A partir de sua pesquisa mundial sobre os gostos das mulheres, o The Boston Consulting Group segmentou o público feminino em seis arquétipos básicos:
Mulheres que vivem contra o relógio:
São as consumidoras mais sofisticadas e de mais alta renda. Têm agenda apertada. Sentem-se atraídas por produtos e serviços inovadores. Dividem-se em mulheres que lutam pelo reconhecimento (motivadas pelo sucesso profissional) e mulheres independentes (sem filhos, trabalham intensamente, têm alta educação e realizam poucas tarefas domésticas).
Mulheres sob pressão:
São as que mais sentem o estresse da falta de tempo e as responsabilidades. Dividem- -se em mulheres multitarefa de sucesso (profissionais com filhos e no controle de sua vida) e mulheres que lutam pela estabilidade (trabalham, lidam com tarefas domésticas e o tempo nunca é suficiente).
Mulheres que se concentram em relações:
São jovens, têm bom nível educacional e sentem-se mais motivadas para ter uma família feliz do que sucesso profissional. Têm alta renda e dedicam a maior parte do tempo ao marido, aos amigos, a viajar e a se divertir.
Mulheres satisfeitas com filhos independentes:
A maioria tem mais de 50 anos. Seus filhos já não moram com elas. Algumas, ainda casadas, dedicam tempo ao marido. Sua preocupação principal é a saúde e envelhecer com dignidade. Trabalham menos horas e têm tempo disponível para o ócio.
Mulheres sozinhas:
São divorciadas ou viúvas, administram a própria vida. Um bom plano de saúde importa mais do que um novo amor. Vivem menos confortavelmente do que no passado, o que lhes gera mal-estar. Valorizam a autonomia e sua prioridade é o trabalho.

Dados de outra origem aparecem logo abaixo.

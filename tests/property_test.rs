//! Randomized checks of the set invariants behind aggregation, exclusion and summarization.

use cidr_calc::{aggregate, exclude, exclude_all, overlaps, split, summarize, CidrBlock};
use itertools::Itertools;
use proptest::prelude::*;

/// Merged, sorted `[start, end]` intervals covered by `blocks`.
fn coverage(blocks: &[CidrBlock]) -> Vec<(u64, u64)> {
    let mut intervals: Vec<(u64, u64)> = blocks
        .iter()
        .map(|b| (b.start() as u64, b.end() as u64))
        .sorted()
        .collect();
    let mut merged: Vec<(u64, u64)> = Vec::with_capacity(intervals.len());
    for (start, end) in intervals.drain(..) {
        match merged.last_mut() {
            Some(last) if start <= last.1 + 1 => last.1 = last.1.max(end),
            _ => merged.push((start, end)),
        }
    }
    merged
}

fn pairwise_disjoint(blocks: &[CidrBlock]) -> bool {
    blocks
        .iter()
        .tuple_combinations()
        .all(|(a, b)| !overlaps(a, b))
}

/// Blocks inside 10.0.0.0/16 so that random picks often overlap or touch.
fn arb_block() -> impl Strategy<Value = CidrBlock> {
    (0u32..65536, 16u8..=32).prop_map(|(offset, prefix)| {
        CidrBlock::containing(0x0A00_0000 + offset, prefix).expect("prefix in range")
    })
}

proptest! {
    #[test]
    fn aggregate_preserves_addresses(input in prop::collection::vec(arb_block(), 0..40)) {
        let out = aggregate(&input);
        prop_assert!(pairwise_disjoint(&out));
        prop_assert_eq!(coverage(&out), coverage(&input));
        prop_assert!(out.windows(2).all(|w| w[0] < w[1]));
    }

    #[test]
    fn aggregate_is_idempotent(input in prop::collection::vec(arb_block(), 0..40)) {
        let once = aggregate(&input);
        prop_assert_eq!(aggregate(&once), once);
    }

    #[test]
    fn aggregate_leaves_no_mergeable_pair(input in prop::collection::vec(arb_block(), 1..40)) {
        let out = aggregate(&input);
        for (a, b) in out.iter().tuple_windows() {
            let siblings = a.prefix() == b.prefix()
                && a.end() as u64 + 1 == b.start() as u64
                && a.supernet().map(|p| p.start()) == Some(a.start());
            prop_assert!(!siblings, "{} and {} should have merged", a, b);
        }
    }

    #[test]
    fn exclude_contained_block_restores_base(base in arb_block(), pick in any::<u32>(), extra in 0u8..=16) {
        let prefix = (base.prefix() + extra).min(32);
        let offset = pick as u64 % base.size();
        let excluded = CidrBlock::containing((base.start() as u64 + offset) as u32, prefix).unwrap();

        let rest = exclude(&base, &excluded);
        prop_assert!(rest.iter().all(|b| !overlaps(b, &excluded)));
        prop_assert!(pairwise_disjoint(&rest));
        prop_assert!(rest.len() <= (excluded.prefix() - base.prefix()) as usize);

        let mut union = rest.clone();
        union.push(excluded);
        prop_assert_eq!(coverage(&union), coverage(&[base]));
    }

    #[test]
    fn exclude_all_stays_inside_base(base in arb_block(), excluded in prop::collection::vec(arb_block(), 0..10)) {
        let rest = exclude_all(&base, &excluded);
        prop_assert!(pairwise_disjoint(&rest));
        prop_assert!(rest.iter().all(|b| b.is_contained_in(&base)));
        prop_assert!(rest.iter().all(|b| excluded.iter().all(|x| !overlaps(b, x))));

        // every address of base is either left over or excluded
        let mut union = rest.clone();
        union.extend(excluded.iter().filter(|x| overlaps(x, &base)).copied());
        let covered = coverage(&union);
        prop_assert!(covered.iter().any(|&(s, e)| s <= base.start() as u64 && e >= base.end() as u64));
    }

    #[test]
    fn summarize_is_smallest_cover(input in prop::collection::vec(arb_block(), 1..20)) {
        let summary = summarize(&input).unwrap();
        prop_assert!(input.iter().all(|b| b.is_contained_in(&summary)));
        if input.len() > 1 {
            if let Some((lo, hi)) = summary.halves() {
                prop_assert!(!input.iter().all(|b| b.is_contained_in(&lo)));
                prop_assert!(!input.iter().all(|b| b.is_contained_in(&hi)));
            }
        }
    }

    #[test]
    fn split_tiles_parent(parent in arb_block(), extra in 1u8..=6) {
        let prefix = parent.prefix() + extra;
        prop_assume!(prefix <= 32);
        let parts = split(&parent, prefix).unwrap();
        prop_assert_eq!(parts.len() as u64, 1u64 << extra);
        prop_assert_eq!(coverage(&parts), coverage(&[parent]));
        prop_assert_eq!(aggregate(&parts), vec![parent]);
    }
}
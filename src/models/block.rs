//! The [`CidrBlock`] value type.

use super::host_range::HostRange;
use super::ipv4::{block_size, check_prefix, cut_addr, get_cidr_mask, lo_mask, MAX_LENGTH};
use super::parse::parse_block;
use crate::error::{CidrError, Result};
use serde::de;
use serde::{Deserialize, Deserializer, Serialize};
use std::cmp::Ordering;
use std::fmt;
use std::net::Ipv4Addr;
use std::str::FromStr;

/// An aligned IPv4 CIDR block: `start` is always a multiple of the block size.
///
/// Blocks are ordered by start address, and for equal starts the larger block
/// (smaller prefix) sorts first.
#[derive(Eq, PartialEq, Debug, Copy, Clone, Hash)]
pub struct CidrBlock {
    start: u32,
    prefix: u8,
}

impl CidrBlock {
    /// Create a block, rejecting prefixes above 32 and starts not aligned to the prefix.
    pub fn new(start: u32, prefix: u8) -> Result<CidrBlock> {
        check_prefix(prefix)?;
        if (start as u64) % block_size(prefix) != 0 {
            return Err(CidrError::invalid(format!(
                "{} is not aligned to /{prefix} (most specific alignment is /{})",
                Ipv4Addr::from(start),
                lo_mask(start)
            )));
        }
        Ok(CidrBlock { start, prefix })
    }

    /// Create a block from a start address and an address count.
    ///
    /// `size` must be a power of two between 1 and 2^32.
    pub fn from_range(start: u32, size: u64) -> Result<CidrBlock> {
        if size == 0 || !size.is_power_of_two() || size > block_size(0) {
            return Err(CidrError::invalid(format!(
                "range size {size} is not a power of two between 1 and 2^32"
            )));
        }
        let prefix = MAX_LENGTH - size.trailing_zeros() as u8;
        CidrBlock::new(start, prefix)
    }

    /// The block of the given prefix that contains `addr`, with host bits cleared.
    pub fn containing(addr: u32, prefix: u8) -> Result<CidrBlock> {
        let start = cut_addr(addr, prefix)?;
        Ok(CidrBlock { start, prefix })
    }

    /// Internal constructor for blocks derived from already valid blocks.
    pub(crate) fn aligned(start: u32, prefix: u8) -> CidrBlock {
        assert!(
            prefix <= MAX_LENGTH && (start as u64) % block_size(prefix) == 0,
            "unaligned block {}/{prefix} should never happen.",
            Ipv4Addr::from(start)
        );
        CidrBlock { start, prefix }
    }

    pub fn start(&self) -> u32 {
        self.start
    }

    pub fn prefix(&self) -> u8 {
        self.prefix
    }

    /// Number of addresses in the block (2^32 for a `/0`).
    pub fn size(&self) -> u64 {
        block_size(self.prefix)
    }

    /// Last address of the block.
    pub fn end(&self) -> u32 {
        (self.start as u64 + self.size() - 1) as u32
    }

    /// Network address.
    pub fn first(&self) -> Ipv4Addr {
        Ipv4Addr::from(self.start)
    }

    /// Broadcast address, or the only address of a `/32`.
    pub fn last(&self) -> Ipv4Addr {
        Ipv4Addr::from(self.end())
    }

    pub fn netmask(&self) -> Ipv4Addr {
        // prefix is validated at construction, so the mask always exists
        Ipv4Addr::from(get_cidr_mask(self.prefix).unwrap_or(u32::MAX))
    }

    pub fn wildcard(&self) -> Ipv4Addr {
        Ipv4Addr::from(!u32::from(self.netmask()))
    }

    /// Usable host addresses, honouring RFC 3021 for `/31`.
    pub fn host_range(&self) -> HostRange {
        HostRange::of(self)
    }

    /// Every address of the block, lazily. Calling again restarts from the network address.
    pub fn addresses(&self) -> Addresses {
        Addresses {
            front: self.start as u64,
            back: self.start as u64 + self.size(),
        }
    }

    /// The block one prefix bit shorter that contains this one. `None` for `/0`.
    pub fn supernet(&self) -> Option<CidrBlock> {
        if self.prefix == 0 {
            return None;
        }
        let prefix = self.prefix - 1;
        let start = cut_addr(self.start, prefix).ok()?;
        Some(CidrBlock::aligned(start, prefix))
    }

    /// The two equal halves of the block. `None` for `/32`.
    pub fn halves(&self) -> Option<(CidrBlock, CidrBlock)> {
        if self.prefix == MAX_LENGTH {
            return None;
        }
        let prefix = self.prefix + 1;
        let half = self.size() / 2;
        Some((
            CidrBlock::aligned(self.start, prefix),
            CidrBlock::aligned((self.start as u64 + half) as u32, prefix),
        ))
    }
}

impl FromStr for CidrBlock {
    type Err = CidrError;

    fn from_str(s: &str) -> Result<CidrBlock> {
        parse_block(s)
    }
}

impl TryFrom<(Ipv4Addr, u8)> for CidrBlock {
    type Error = CidrError;

    fn try_from((addr, prefix): (Ipv4Addr, u8)) -> Result<CidrBlock> {
        CidrBlock::new(u32::from(addr), prefix)
    }
}

impl fmt::Display for CidrBlock {
    fn fmt(&self, f: &mut fmt::Formatter) -> fmt::Result {
        write!(f, "{}/{}", self.first(), self.prefix)
    }
}

impl Ord for CidrBlock {
    fn cmp(&self, other: &CidrBlock) -> Ordering {
        self.start
            .cmp(&other.start)
            .then_with(|| self.prefix.cmp(&other.prefix))
    }
}

impl PartialOrd for CidrBlock {
    fn partial_cmp(&self, other: &CidrBlock) -> Option<Ordering> {
        Some(self.cmp(other))
    }
}

impl Serialize for CidrBlock {
    fn serialize<S>(&self, serializer: S) -> std::result::Result<S::Ok, S::Error>
    where
        S: serde::ser::Serializer,
    {
        serializer.serialize_str(&self.to_string())
    }
}

impl<'de> Deserialize<'de> for CidrBlock {
    fn deserialize<D>(deserializer: D) -> std::result::Result<CidrBlock, D::Error>
    where
        D: Deserializer<'de>,
    {
        let s = String::deserialize(deserializer)?;
        parse_block(&s).map_err(de::Error::custom)
    }
}

/// Lazy iterator over the addresses of a [`CidrBlock`].
#[derive(Debug, Clone)]
pub struct Addresses {
    front: u64,
    back: u64,
}

impl Iterator for Addresses {
    type Item = Ipv4Addr;

    fn next(&mut self) -> Option<Ipv4Addr> {
        if self.front >= self.back {
            return None;
        }
        let addr = self.front as u32;
        self.front += 1;
        Some(Ipv4Addr::from(addr))
    }

    fn size_hint(&self) -> (usize, Option<usize>) {
        let remaining = self.back - self.front;
        match usize::try_from(remaining) {
            Ok(n) => (n, Some(n)),
            Err(_) => (usize::MAX, None),
        }
    }

    fn nth(&mut self, n: usize) -> Option<Ipv4Addr> {
        self.front = self.front.saturating_add(n as u64).min(self.back);
        self.next()
    }
}

impl DoubleEndedIterator for Addresses {
    fn next_back(&mut self) -> Option<Ipv4Addr> {
        if self.front >= self.back {
            return None;
        }
        self.back -= 1;
        Some(Ipv4Addr::from(self.back as u32))
    }
}
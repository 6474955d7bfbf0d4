//! Usable host addresses of a block.

use super::block::CidrBlock;
use serde::Serialize;
use std::fmt;
use std::net::Ipv4Addr;

/// Read-only view of the host addresses inside a [`CidrBlock`].
///
/// A `/31` is a point-to-point link (RFC 3021) where both addresses are usable,
/// and a `/32` is a single host. Larger blocks lose their network and broadcast address.
#[derive(Debug, Clone, Copy, PartialEq, Eq, Serialize)]
pub struct HostRange {
    pub first: Ipv4Addr,
    pub last: Ipv4Addr,
    pub count: u64,
}

impl HostRange {
    pub fn of(block: &CidrBlock) -> HostRange {
        let (first, last, count) = match block.prefix() {
            32 => (block.start(), block.start(), 1),
            31 => (block.start(), block.end(), 2),
            _ => (block.start() + 1, block.end() - 1, block.size() - 2),
        };
        HostRange {
            first: Ipv4Addr::from(first),
            last: Ipv4Addr::from(last),
            count,
        }
    }
}

impl fmt::Display for HostRange {
    fn fmt(&self, f: &mut fmt::Formatter) -> fmt::Result {
        write!(f, "{}-{}", self.first, self.last)
    }
}

#[cfg(test)]
mod tests {
    use super::*;

    fn hosts(s: &str) -> HostRange {
        s.parse::<CidrBlock>().unwrap().host_range()
    }

    #[test]
    fn test_regular_block() {
        let h = hosts("192.168.1.0/24");
        assert_eq!(h.first, Ipv4Addr::new(192, 168, 1, 1));
        assert_eq!(h.last, Ipv4Addr::new(192, 168, 1, 254));
        assert_eq!(h.count, 254);
        assert_eq!(h.to_string(), "192.168.1.1-192.168.1.254");
    }

    #[test]
    fn test_point_to_point() {
        let h = hosts("10.0.0.4/31");
        assert_eq!(h.first, Ipv4Addr::new(10, 0, 0, 4));
        assert_eq!(h.last, Ipv4Addr::new(10, 0, 0, 5));
        assert_eq!(h.count, 2);
    }

    #[test]
    fn test_single_host() {
        let h = hosts("10.0.0.7/32");
        assert_eq!(h.first, h.last);
        assert_eq!(h.count, 1);
    }

    #[test]
    fn test_slash_30_and_whole_space() {
        assert_eq!(hosts("10.0.0.8/30").count, 2);
        let all = hosts("0.0.0.0/0");
        assert_eq!(all.first, Ipv4Addr::new(0, 0, 0, 1));
        assert_eq!(all.last, Ipv4Addr::new(255, 255, 255, 254));
        assert_eq!(all.count, 4_294_967_294);
    }
}
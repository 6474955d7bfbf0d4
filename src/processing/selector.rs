//! Smallest prefix that fits a number of hosts.

use crate::error::{CidrError, Result};
use crate::models::MAX_LENGTH;

/// Largest host count [`optimal_prefix`] accepts, the usable hosts of a `/1`.
pub const MAX_HOST_COUNT: u64 = (1 << 31) - 2;

/// Most specific prefix whose usable hosts cover `host_count`.
///
/// One host fits a `/32` and two hosts a `/31` (RFC 3021). Beyond that the block
/// must also hold a network and a broadcast address. The result is never below `/1`.
pub fn optimal_prefix(host_count: u64) -> Result<u8> {
    if !(1..=MAX_HOST_COUNT).contains(&host_count) {
        return Err(CidrError::invalid(format!(
            "host count {host_count} is outside 1..={MAX_HOST_COUNT}"
        )));
    }
    let prefix = match host_count {
        1 => MAX_LENGTH,
        2 => MAX_LENGTH - 1,
        n => {
            // ceil(log2(n + 2))
            let bits = (u64::BITS - (n + 1).leading_zeros()) as u8;
            MAX_LENGTH.saturating_sub(bits).max(1)
        }
    };
    log::trace!("optimal_prefix({host_count}) = /{prefix}");
    Ok(prefix)
}
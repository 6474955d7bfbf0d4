//! Stepping to neighbouring blocks of the same size.

use crate::error::{CidrError, Result};
use crate::models::{CidrBlock, ADDRESS_SPACE};

/// The block of equal size directly after `block`.
pub fn next(block: &CidrBlock) -> Result<CidrBlock> {
    let new_start = block.start() as u64 + block.size();
    if new_start + block.size() - 1 > ADDRESS_SPACE - 1 {
        return Err(CidrError::out_of_range(format!(
            "no /{} after {block}",
            block.prefix()
        )));
    }
    Ok(CidrBlock::aligned(new_start as u32, block.prefix()))
}

/// The block of equal size directly before `block`.
pub fn previous(block: &CidrBlock) -> Result<CidrBlock> {
    if (block.start() as u64) < block.size() {
        return Err(CidrError::out_of_range(format!(
            "no /{} before {block}",
            block.prefix()
        )));
    }
    let new_start = block.start() as u64 - block.size();
    Ok(CidrBlock::aligned(new_start as u32, block.prefix()))
}

/// `count` blocks after (`count > 0`) or before (`count < 0`) `block`, nearest first.
///
/// Fails with no partial result when fewer than `|count|` blocks fit on that side.
pub fn adjacent(block: &CidrBlock, count: i64) -> Result<Vec<CidrBlock>> {
    let steps = count.unsigned_abs();
    let available = if count >= 0 {
        (ADDRESS_SPACE - block.start() as u64 - block.size()) / block.size()
    } else {
        block.start() as u64 / block.size()
    };
    if steps > available {
        return Err(CidrError::out_of_range(format!(
            "only {available} /{} blocks {} {block}, asked for {steps}",
            block.prefix(),
            if count >= 0 { "after" } else { "before" }
        )));
    }

    let step: fn(&CidrBlock) -> Result<CidrBlock> = if count >= 0 { next } else { previous };
    let mut out = Vec::with_capacity(steps.min(64) as usize);
    let mut current = *block;
    for _ in 0..steps {
        current = step(&current)?;
        out.push(current);
    }
    log::trace!("adjacent({block}, {count}) -> {} blocks", out.len());
    Ok(out)
}
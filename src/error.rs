//! Error type shared by every CIDR operation.

use thiserror::Error;

/// Errors raised by block construction and block arithmetic.
#[derive(Debug, Clone, PartialEq, Eq, Error)]
pub enum CidrError {
    /// An input value is outside what the operation accepts.
    #[error("invalid argument: {0}")]
    InvalidArgument(String),
    /// Navigation stepped below `0.0.0.0` or above `255.255.255.255`.
    #[error("out of range: {0}")]
    OutOfRange(String),
}

impl CidrError {
    pub fn invalid(msg: impl Into<String>) -> Self {
        CidrError::InvalidArgument(msg.into())
    }

    pub fn out_of_range(msg: impl Into<String>) -> Self {
        CidrError::OutOfRange(msg.into())
    }
}

pub type Result<T> = std::result::Result<T, CidrError>;

#[cfg(test)]
mod tests {
    use super::*;

    #[test]
    fn test_error_display() {
        assert_eq!(
            CidrError::invalid("prefix 33 > 32").to_string(),
            "invalid argument: prefix 33 > 32"
        );
        assert_eq!(
            CidrError::out_of_range("past 255.255.255.255").to_string(),
            "out of range: past 255.255.255.255"
        );
    }
}
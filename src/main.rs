use cidr_calc::cli::{run, Cli};
use cidr_calc::config::init_logging;
use clap::Parser;
use std::error::Error;
use std::io;

fn main() -> Result<(), Box<dyn Error>> {
    // Do as little as possible in main.rs as it can't contain any tests
    dotenv::dotenv().ok();
    let cli = Cli::parse();
    let config = cli.config()?;
    init_logging(&config)?;
    if !config.color {
        colored::control::set_override(false);
    }
    log::info!("#Start main()");

    let stdout = io::stdout();
    let mut out = stdout.lock();
    run(&cli.command, &config, &mut out)?;

    Ok(())
}
//! Strict CIDR string parsing.

use super::block::CidrBlock;
use crate::error::{CidrError, Result};
use lazy_static::lazy_static;
use regex::Regex;
use std::net::Ipv4Addr;

lazy_static! {
    static ref CIDR_RE: Regex =
        Regex::new(r"^(\d{1,3}\.\d{1,3}\.\d{1,3}\.\d{1,3})/(\d{1,2})$").expect("Invalid Regex?");
    static ref LIST_SEP_RE: Regex = Regex::new(r"[,\s]+").expect("Invalid Regex?");
}

/// Parse `"a.b.c.d/p"` into a block. Host bits set in the address are rejected.
pub fn parse_block(input: &str) -> Result<CidrBlock> {
    let input = input.trim();
    let caps = CIDR_RE
        .captures(input)
        .ok_or_else(|| CidrError::invalid(format!("expected a.b.c.d/prefix, got '{input}'")))?;

    let addr: Ipv4Addr = caps[1]
        .parse()
        .map_err(|_| CidrError::invalid(format!("invalid address {}", &caps[1])))?;
    let prefix: u8 = caps[2]
        .parse()
        .map_err(|_| CidrError::invalid(format!("invalid prefix {}", &caps[2])))?;

    CidrBlock::new(u32::from(addr), prefix)
}

/// Parse a comma and/or whitespace separated list of CIDR blocks.
///
/// Stops at the first invalid entry.
pub fn parse_block_list(input: &str) -> Result<Vec<CidrBlock>> {
    LIST_SEP_RE
        .split(input.trim())
        .filter(|s| !s.is_empty())
        .map(parse_block)
        .collect()
}

#[cfg(test)]
mod tests {
    use super::*;

    #[test]
    fn test_parse_block() {
        let b = parse_block(" 10.20.0.0/16 ").unwrap();
        assert_eq!(b.first(), Ipv4Addr::new(10, 20, 0, 0));
        assert_eq!(b.prefix(), 16);
        assert_eq!(parse_block("0.0.0.0/0").unwrap().size(), 1 << 32);
    }

    #[test]
    fn test_parse_block_rejects() {
        for bad in [
            "10.0.0.0",
            "10.0.0.0/",
            "10.0.0/24",
            "256.0.0.0/8",
            "10.0.0.0/33",
            "10.0.0.1/24",
            "10.0.0.0/24/1",
            "a.b.c.d/8",
            "",
        ] {
            assert!(
                matches!(parse_block(bad), Err(CidrError::InvalidArgument(_))),
                "{bad} should be rejected"
            );
        }
    }

    #[test]
    fn test_parse_block_list() {
        let blocks = parse_block_list("10.0.0.0/24, 10.0.1.0/24\n192.168.0.0/16").unwrap();
        assert_eq!(blocks.len(), 3);
        assert_eq!(blocks[2].to_string(), "192.168.0.0/16");
        assert!(parse_block_list("").unwrap().is_empty());
        assert!(parse_block_list("10.0.0.0/24, nope").is_err());
    }
}
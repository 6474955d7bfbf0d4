//! IPv4 CIDR block arithmetic.
//!
//! Blocks are aligned `(start, prefix)` pairs treated as address sets:
//! aggregation, exclusion, summarization, navigation, splitting and
//! host-count based prefix selection. Everything in [`models`] and
//! [`processing`] is pure and deterministic.
//!
//! ```
//! use cidr_calc::{aggregate, summarize, CidrBlock};
//!
//! let blocks: Vec<CidrBlock> = vec!["10.0.0.0/24".parse().unwrap(), "10.0.1.0/24".parse().unwrap()];
//! let merged: CidrBlock = "10.0.0.0/23".parse().unwrap();
//! assert_eq!(aggregate(&blocks), vec![merged]);
//! assert_eq!(summarize(&blocks).unwrap().to_string(), "10.0.0.0/23");
//! ```

pub mod cli;
pub mod config;
pub mod error;
pub mod models;
pub mod output;
pub mod processing;

pub use error::{CidrError, Result};
pub use models::{parse_block, parse_block_list, CidrBlock, HostRange};
pub use processing::{
    adjacent, aggregate, contains, exclude, exclude_all, first_fit, free_blocks, is_contained_in,
    next, optimal_prefix, overlaps, previous, split, summarize,
};

/// Parse a CIDR list, returning the blocks sorted with the larger block first on equal starts.
pub fn get_sorted_blocks(input: &str) -> Result<Vec<CidrBlock>> {
    let mut blocks = parse_block_list(input)?;
    blocks.sort();
    Ok(blocks)
}

/// Return an error if two blocks of the list overlap.
pub fn check_for_overlapping_blocks(blocks: &[CidrBlock]) -> Result<()> {
    let mut sorted = blocks.to_vec();
    sorted.sort();
    for pair in sorted.windows(2) {
        if overlaps(&pair[0], &pair[1]) {
            return Err(CidrError::invalid(format!(
                "Overlap found: {} and {}",
                pair[0], pair[1]
            )));
        }
    }
    Ok(())
}
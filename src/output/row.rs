//! One rendered row per block.

use crate::models::CidrBlock;
use serde::Serialize;

/// Represents a row of block data for output.
#[derive(Debug, Clone, PartialEq, Eq, Serialize)]
pub struct BlockRow {
    /// Row index, starting at 1.
    pub cnt: usize,
    /// CIDR notation.
    pub cidr: String,
    /// Network address.
    pub first: String,
    /// Broadcast address.
    pub last: String,
    pub netmask: String,
    /// Number of addresses.
    pub size: u64,
    /// Usable host addresses.
    pub hosts: u64,
}

impl BlockRow {
    pub fn new(cnt: usize, block: &CidrBlock) -> BlockRow {
        BlockRow {
            cnt,
            cidr: block.to_string(),
            first: block.first().to_string(),
            last: block.last().to_string(),
            netmask: block.netmask().to_string(),
            size: block.size(),
            hosts: block.host_range().count,
        }
    }
}

/// Build numbered rows for a list of blocks.
pub fn block_rows(blocks: &[CidrBlock]) -> Vec<BlockRow> {
    blocks
        .iter()
        .enumerate()
        .map(|(i, b)| BlockRow::new(i + 1, b))
        .collect()
}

Mulheres que lutam para chegar ao fim do mês:
Vivem estressadas, administram seus gastos no detalhe, são infelizes e não investem tempo nem dinheiro em artigos de beleza ou academias. Carecem de estudos universitários, o que afeta seu nível de renda e contribui para os baixos níveis de satisfação pessoal.
6 maiores barreiras à liderança:
- Falta de metas para participação feminina 3,14
- Falta de modelos exemplares a seguir 3,13
- Falta de políticas adequadas de equilíbrio entre vida pessoal e profissional 3,13
- Falta de soluções de trabalho flexíveis 3,00
- Normas gerais e práticas culturais do país 3,00
- Não compromisso dos líderes com a diversidade 2,71
A escala de notas varia de 1 (menos problemática) a 5 (mais problemática).